Und die Grünen? Spitzenkandidat Cem Özdemir erfüllte womöglich der Gedanke mit heiterem Stolz, künftig als Bundesaußenminister seinem türkischen Amtskollegen mal so richtig einen einschenken zu können. Jedenfalls wirkte er eher entrückt-verzückt, während die linken Fundis in seiner Partei der Gedanke jetzt schon zur Weißglut bringen dürfte, Steigbügelhalter einer - wie SPD-Chef Martin Schulz sie gestern aus purer Gemeinheit nannte - künftigen "Mitte-Rechts-Regierung" zu sein. Ob Flüchtlingspolitik, Energiepolitik, Sozial- oder Finanzpolitik: Spannungen, nichts als Spannungen. Ist eine solche Jamaika-Koalition nicht schon gescheitert, bevor sie überhaupt zustande kommt?
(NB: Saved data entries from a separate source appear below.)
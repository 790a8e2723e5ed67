//! Legacy colour codes (`&a`, `§c`, ...).

/// Turn `&`-prefixed colour codes into section-sign codes.
pub fn translate_color_codes(text: &str) -> String {
    regex!(r"&([0-9a-fk-orA-FK-OR])").replace_all(text, "§$1").into_owned()
}

/// Remove colour codes in both the `&` and `§` forms.
pub fn strip_colors(text: &str) -> String {
    regex!(r"[&§][0-9a-fk-orA-FK-OR]").replace_all(text, "").into_owned()
}
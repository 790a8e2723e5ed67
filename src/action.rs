//! Actions: the side-effecting half of a rule.
//!
//! An action is parsed once, when its rule is compiled, from a keyword and a
//! raw parameter string. At evaluation time it runs against the current
//! `EvaluationContext` and reports what happened through an `EffectOutcome`.
//!
//! ## How the parts work together
//!
//! ```text
//! "then fine 5 Watch it"
//!        │
//!        ▼
//! ActionRegistry::construct("fine", "5 Watch it", &LoadEnv)   (registry.rs)
//!        │  keyword → factory (built-in table or host-registered)
//!        ▼
//! Action::Fine { amount: 5.0, message: "Watch it" }            (kinds.rs)
//!        │
//!        ▼  at evaluation time
//! Action::execute(&mut ctx, &ActionEnv, pattern) -> EffectOutcome   (outcome.rs)
//! ```
//!
//! ## Extension points
//!
//! - Built-in keywords live in the `BUILTINS` table in `registry.rs`.
//! - Hosts add their own variants with [`ActionRegistry::register`], returning
//!   `Action::Custom` wrapping a [`CustomAction`].

#[path = "action/kinds.rs"]
mod kinds;
#[path = "action/outcome.rs"]
mod outcome;
#[path = "action/registry.rs"]
mod registry;

pub use kinds::{Action, CustomAction};
pub use outcome::{EffectOutcome, Signals};
pub use registry::{ActionFactory, ActionRegistry, LoadEnv};

pub(crate) use registry::ParseFn;

use crate::cache::MuteList;
use crate::host::Host;
use crate::points::PointManager;

/// Services an action may reach while it runs.
#[derive(Clone, Copy)]
pub struct ActionEnv<'a> {
    pub host: &'a dyn Host,
    /// `None` when the point system is disabled (or inside threshold actions).
    pub points: Option<&'a PointManager>,
    pub mutes: Option<&'a MuteList>,
}

impl<'a> ActionEnv<'a> {
    pub fn new(host: &'a dyn Host) -> Self {
        ActionEnv { host, points: None, mutes: None }
    }

    pub fn with_points(mut self, points: &'a PointManager) -> Self {
        self.points = Some(points);
        self
    }

    pub fn with_mutes(mut self, mutes: &'a MuteList) -> Self {
        self.mutes = Some(mutes);
        self
    }
}

impl std::fmt::Debug for ActionEnv<'_> {
    fn fmt(&self, f: &mut std::fmt::Formatter<'_>) -> std::fmt::Result {
        f.debug_struct("ActionEnv")
            .field("host", &"<host>")
            .field("points", &self.points.is_some())
            .field("mutes", &self.mutes.is_some())
            .finish()
    }
}
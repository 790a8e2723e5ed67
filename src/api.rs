use crate::action::{Action, ActionEnv, ActionRegistry, LoadEnv};
use crate::cache::{MuteList, TtlCache};
use crate::config::{DEFAULT_CONFIG_FILE, FilterConfig, LogLevel};
use crate::context::EvaluationContext;
use crate::engine::{ChainMetrics, ChainRegistry, RuleChain};
use crate::error::{CompileError, ConfigError};
use crate::host::Host;
use crate::points::PointManager;
use crate::{ActorId, ListenerKind};
use std::collections::BTreeMap;
use std::fs;
use std::path::{Path, PathBuf};
use std::sync::atomic::{AtomicBool, Ordering};
use std::sync::{Arc, PoisonError, RwLock};

/// Last text seen per actor and category, for the repeat filter.
pub(crate) type LastMessages = TtlCache<(ActorId, ListenerKind), String>;

/// Outcome of running one piece of text through a chain.
#[derive(Debug, Clone, PartialEq)]
pub struct Verdict {
    /// Text after every rewrite.
    pub text: String,
    /// Whether `text` differs from what was submitted.
    pub changed: bool,
    pub cancelled: bool,
    /// Whether a rule stopped evaluation early.
    pub halted: bool,
    /// Entries added by `log` and other actions.
    pub log: Vec<String>,
}

impl Verdict {
    /// Pass-through verdict for text no chain looked at.
    pub fn unchanged(text: &str) -> Self {
        Verdict { text: text.to_string(), changed: false, cancelled: false, halted: false, log: Vec::new() }
    }

    pub(crate) fn blocked(text: &str) -> Self {
        Verdict { cancelled: true, ..Self::unchanged(text) }
    }

    fn from_context(ctx: EvaluationContext) -> Self {
        Verdict {
            changed: ctx.text_changed(),
            cancelled: ctx.is_cancelled(),
            halted: ctx.is_halted(),
            text: ctx.current_text().to_string(),
            log: ctx.log_entries().to_vec(),
        }
    }
}

/// Result from [`FilterService::evaluate_verbose`].
#[derive(Debug, Clone)]
pub struct VerboseVerdict {
    pub verdict: Verdict,
    /// Name of the chain that ran, if one was loaded for the category.
    pub chain: Option<String>,
    pub rule_count: usize,
    pub metrics: ChainMetrics,
}

/// The filter as one owned service: chains, actions, points, mutes and the
/// per-category switches.
///
/// # Example
/// ```
/// use chatsieve::{ActorId, EffectFailure, FilterConfig, FilterService, Host, ListenerKind};
/// use std::sync::Arc;
///
/// struct Quiet;
///
/// impl Host for Quiet {
///     fn send_message(&self, _: &ActorId, _: &str) {}
///     fn broadcast(&self, _: &[String]) {}
///     fn kick(&self, _: &ActorId, _: &str) -> Result<(), EffectFailure> { Ok(()) }
///     fn execute_command(&self, _: Option<&ActorId>, _: &str) -> Result<(), EffectFailure> { Ok(()) }
///     fn withdraw_currency(&self, _: &ActorId, _: f64) -> Result<(), EffectFailure> { Ok(()) }
///     fn actor_world_name(&self, _: &ActorId) -> String { "world".into() }
///     fn actor_has_permission(&self, _: &ActorId, _: &str) -> bool { false }
/// }
///
/// let base = std::env::temp_dir().join("chatsieve-doc");
/// let service = FilterService::new(Arc::new(Quiet), &base, FilterConfig::default())?;
/// service.load_chain("chat", "contains darn then rewrite \"d**n\"");
///
/// let verdict = service.evaluate(ListenerKind::Chat, &ActorId::new("alice"), "darn it");
/// assert_eq!(verdict.text, "d**n it");
/// # Ok::<(), chatsieve::ConfigError>(())
/// ```
pub struct FilterService {
    pub(crate) host: Arc<dyn Host>,
    base_dir: PathBuf,
    pub(crate) config: RwLock<FilterConfig>,
    load_env: RwLock<LoadEnv>,
    actions: ActionRegistry,
    chains: ChainRegistry,
    points: RwLock<Option<Arc<PointManager>>>,
    pub(crate) mutes: Arc<MuteList>,
    last_messages: RwLock<Arc<LastMessages>>,
    global_mute: AtomicBool,
    enabled: [AtomicBool; 4],
}
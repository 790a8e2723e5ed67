//! Chain run metrics.
//!
//! - `RuleChain::execute` for normal operation.
//! - `RuleChain::execute_with_metrics` for the CLI report and for tests that
//!   need to see which rules fired.
//!
//! Collection is opt-in; the plain path only keeps throwaway counters.

use std::time::Duration;

// --- Metrics -----------------------------------------------------------------

#[derive(Debug, Default, Clone, PartialEq)]
pub struct ChainMetrics {
    /// Total elapsed time for [`RuleChain::execute_with_metrics`](super::RuleChain::execute_with_metrics).
    pub total: Duration,
    /// Rules whose guards and condition were tested.
    pub rules_evaluated: usize,
    /// Rules whose condition matched.
    pub rules_matched: usize,
    pub actions_executed: usize,
    /// Actions that reported an `EffectFailure`.
    pub failures: usize,
    /// Source lines of the matched rules, in firing order.
    pub matched_lines: Vec<usize>,
}
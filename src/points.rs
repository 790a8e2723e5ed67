//! Per-actor point scores with periodic decay and threshold actions.
//!
//! ```text
//! Action::Points ──add_points──┐            decay worker (recv_timeout loop)
//!                              v                      │
//!                 records: Mutex<HashMap<ActorId,     │ decay_tick
//!                          Arc<Mutex<PointRecord>>>> ◀┘
//!                              │
//!                              │ score moved across a level?
//!                              v
//!             Threshold { ascending | descending actions }
//!             run on a synthetic context, listener `POINTS`
//! ```
//!
//! ## Invariants
//!
//! - Scores never go below zero.
//! - Each (actor, threshold) pair is either below or above; a crossing fires
//!   its actions once, and only a crossing back can fire the other side.
//! - Ascending crossings fire lowest level first, descending highest first.
//! - Threshold actions never see the point manager, so they cannot feed
//!   back into scores.
//!
//! ## Locking
//!
//! The record map lock is never held while waiting on a record lock except
//! during pruning, and no code path takes the map lock while holding a record
//! lock. Threshold actions run after every lock is released.

#[path = "points/manager.rs"]
mod manager;
#[path = "points/record.rs"]
mod record;
#[path = "points/threshold.rs"]
mod threshold;

pub use manager::PointManager;
pub use record::PointRecord;
pub use threshold::{Crossing, Threshold};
Wer das glaubt, macht seine Rechnung freilich ohne jene Frau, die bisher noch jedes Beben überlebt hat. "In der Ruhe liegt die Kraft", sagte Merkel in der aufgeregt-aufgedrehten Elefantenrunde, so als hätte sie schon wieder ihr Spritzen-Set mit Valium und Propofol aufgefüllt. Mag sein, dass am Ende einer Jamaika-Koalition nach all den Erschütterungen FDP und Grüne in einen tödlichen Tiefschlaf verfallen. Aber bis dahin hat sich die SPD wieder erholt, um Merkel - Schock! - zur fünften Amtszeit zu verhelfen. Merkel für immer.

Geschockt dürften jetzt schon einige Protestwähler sein. Mit der gestern begonnenen Selbstzerfleischung entblößte sich die AfD derart zur Kenntlichkeit - da wären mehr als vier Zeilen Kommentar Verschwendung.